▶ _Your goal_
Exactly as written, repeat all of the records below.

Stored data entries
+ + + + +
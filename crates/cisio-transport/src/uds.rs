use std::os::unix::fs::{FileTypeExt, MetadataExt, PermissionsExt};
use std::os::unix::net::{UnixListener, UnixStream};
use std::path::{Path, PathBuf};

use tracing::{debug, info};

use crate::error::{Result, TransportError};
use crate::stream::IpcStream;

/// Filesystem-path Unix domain socket used as a channel rendezvous point.
///
/// The receiving model binds the path; the sending model connects to it.
/// The socket file is removed on drop unless something else replaced it.
pub struct UnixDomainSocket {
    listener: UnixListener,
    path: PathBuf,
    identity: (u64, u64),
}

impl UnixDomainSocket {
    /// Default permission mode for created socket paths.
    pub const DEFAULT_SOCKET_MODE: u32 = 0o600;
    /// `sockaddr_un.sun_path` is 108 bytes on Linux, 104 elsewhere.
    #[cfg(target_os = "linux")]
    const MAX_PATH_LEN: usize = 108;
    #[cfg(not(target_os = "linux"))]
    const MAX_PATH_LEN: usize = 104;

    /// Bind and listen on `path` with the default mode.
    ///
    /// A stale socket at `path` is removed first; any other file type is
    /// left alone and reported as a bind error.
    pub fn bind(path: impl AsRef<Path>) -> Result<Self> {
        Self::bind_with_mode(path, Self::DEFAULT_SOCKET_MODE)
    }

    /// Bind and listen on `path` with an explicit permission mode.
    pub fn bind_with_mode(path: impl AsRef<Path>, mode: u32) -> Result<Self> {
        let path = path.as_ref().to_path_buf();
        let bind_err = |source: std::io::Error| TransportError::Bind {
            path: path.clone(),
            source,
        };

        let len = path.as_os_str().len();
        if len >= Self::MAX_PATH_LEN {
            return Err(TransportError::PathTooLong {
                path,
                len,
                max: Self::MAX_PATH_LEN,
            });
        }

        if let Ok(existing) = std::fs::symlink_metadata(&path) {
            if !existing.file_type().is_socket() {
                return Err(bind_err(std::io::Error::new(
                    std::io::ErrorKind::AlreadyExists,
                    "existing path is not a unix socket",
                )));
            }
            debug!(?path, "removing stale socket");
            std::fs::remove_file(&path).map_err(bind_err)?;
        }

        let listener = UnixListener::bind(&path).map_err(bind_err)?;
        std::fs::set_permissions(&path, std::fs::Permissions::from_mode(mode))
            .map_err(bind_err)?;
        let created = std::fs::symlink_metadata(&path).map_err(bind_err)?;

        info!(?path, "channel socket listening");

        Ok(Self {
            listener,
            identity: (created.dev(), created.ino()),
            path,
        })
    }

    /// Accept the producer's connection (blocking).
    pub fn accept(&self) -> Result<IpcStream> {
        let (stream, _addr) = self.listener.accept().map_err(TransportError::Accept)?;
        debug!(path = ?self.path, "accepted channel producer");
        Ok(IpcStream::from_unix(stream))
    }

    /// Connect to a bound channel socket (blocking, single attempt).
    pub fn connect(path: impl AsRef<Path>) -> Result<IpcStream> {
        let path = path.as_ref();
        let stream = UnixStream::connect(path).map_err(|source| TransportError::Connect {
            path: path.to_path_buf(),
            source,
        })?;
        debug!(?path, "connected to channel socket");
        Ok(IpcStream::from_unix(stream))
    }

    /// The path this socket is bound to.
    pub fn path(&self) -> &Path {
        &self.path
    }
}

impl Drop for UnixDomainSocket {
    fn drop(&mut self) {
        let Ok(metadata) = std::fs::symlink_metadata(&self.path) else {
            return;
        };
        if metadata.file_type().is_socket() && (metadata.dev(), metadata.ino()) == self.identity {
            debug!(path = ?self.path, "removing channel socket");
            let _ = std::fs::remove_file(&self.path);
        } else {
            debug!(path = ?self.path, "socket path replaced; leaving it in place");
        }
    }
}

impl std::fmt::Debug for UnixDomainSocket {
    fn fmt(&self, f: &mut std::fmt::Formatter<'_>) -> std::fmt::Result {
        f.debug_struct("UnixDomainSocket")
            .field("path", &self.path)
            .finish()
    }
}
+ + + + +
▶ _Exercise result_
filename crates/cisio-transport/src/uds.rs
use std::os::unix::fs::{FileTypeExt, MetadataExt, PermissionsExt};
use std::os::unix::net::{UnixListener, UnixStream};
use std::path::{Path, PathBuf};

use tracing::{debug, info};

use crate::error::{Result, TransportError};
use crate::stream::IpcStream;

/// Filesystem-path Unix domain socket used as a channel rendezvous point.
///
/// The receiving model binds the path; the sending model connects to it.
/// The socket file is removed on drop unless something else replaced it.
pub struct UnixDomainSocket {
    listener: UnixListener,
    path: PathBuf,
    identity: (u64, u64),
}

impl UnixDomainSocket {
    /// Default permission mode for created socket paths.
    pub const DEFAULT_SOCKET_MODE: u32 = 0o600;
    /// `sockaddr_un.sun_path` is 108 bytes on Linux, 104 elsewhere.
    #[cfg(target_os = "linux")]
    const MAX_PATH_LEN: usize = 108;
    #[cfg(not(target_os = "linux"))]
    const MAX_PATH_LEN: usize = 104;

    /// Bind and listen on `path` with the default mode.
    ///
    /// A stale socket at `path` is removed first; any other file type is
    /// left alone and reported as a bind error.
    pub fn bind(path: impl AsRef<Path>) -> Result<Self> {
        Self::bind_with_mode(path, Self::DEFAULT_SOCKET_MODE)
    }

    /// Bind and listen on `path` with an explicit permission mode.
    pub fn bind_with_mode(path: impl AsRef<Path>, mode: u32) -> Result<Self> {
        let path = path.as_ref().to_path_buf();
        let bind_err = |source: std::io::Error| TransportError::Bind {
            path: path.clone(),
            source,
        };

        let len = path.as_os_str().len();
        if len >= Self::MAX_PATH_LEN {
            return Err(TransportError::PathTooLong {
                path,
                len,
                max: Self::MAX_PATH_LEN,
            });
        }

        if let Ok(existing) = std::fs::symlink_metadata(&path) {
            if !existing.file_type().is_socket() {
                return Err(bind_err(std::io::Error::new(
                    std::io::ErrorKind::AlreadyExists,
                    "existing path is not a unix socket",
                )));
            }
            debug!(?path, "removing stale socket");
            std::fs::remove_file(&path).map_err(bind_err)?;
        }

        let listener = UnixListener::bind(&path).map_err(bind_err)?;
        std::fs::set_permissions(&path, std::fs::Permissions::from_mode(mode))
            .map_err(bind_err)?;
        let created = std::fs::symlink_metadata(&path).map_err(bind_err)?;

        info!(?path, "channel socket listening");

        Ok(Self {
            listener,
            identity: (created.dev(), created.ino()),
            path,
        })
    }

    /// Accept the producer's connection (blocking).
    pub fn accept(&self) -> Result<IpcStream> {
        let (stream, _addr) = self.listener.accept().map_err(TransportError::Accept)?;
        debug!(path = ?self.path, "accepted channel producer");
        Ok(IpcStream::from_unix(stream))
    }

    /// Connect to a bound channel socket (blocking, single attempt).
    pub fn connect(path: impl AsRef<Path>) -> Result<IpcStream> {
        let path = path.as_ref();
        let stream = UnixStream::connect(path).map_err(|source| TransportError::Connect {
            path: path.to_path_buf(),
            source,
        })?;
        debug!(?path, "connected to channel socket");
        Ok(IpcStream::from_unix(stream))
    }

    /// The path this socket is bound to.
    pub fn path(&self) -> &Path {
        &self.path
    }
}

impl Drop for UnixDomainSocket {
    fn drop(&mut self) {
        let Ok(metadata) = std::fs::symlink_metadata(&self.path) else {
            return;
        };
        if metadata.file_type().is_socket() && (metadata.dev(), metadata.ino()) == self.identity {
            debug!(path = ?self.path, "removing channel socket");
            let _ = std::fs::remove_file(&self.path);
        } else {
            debug!(path = ?self.path, "socket path replaced; leaving it in place");
        }
    }
}

impl std::fmt::Debug for UnixDomainSocket {
    fn fmt(&self, f: &mut std::fmt::Formatter<'_>) -> std::fmt::Result {
        f.debug_struct("UnixDomainSocket")
            .field("path", &self.path)
            .finish()
    }
}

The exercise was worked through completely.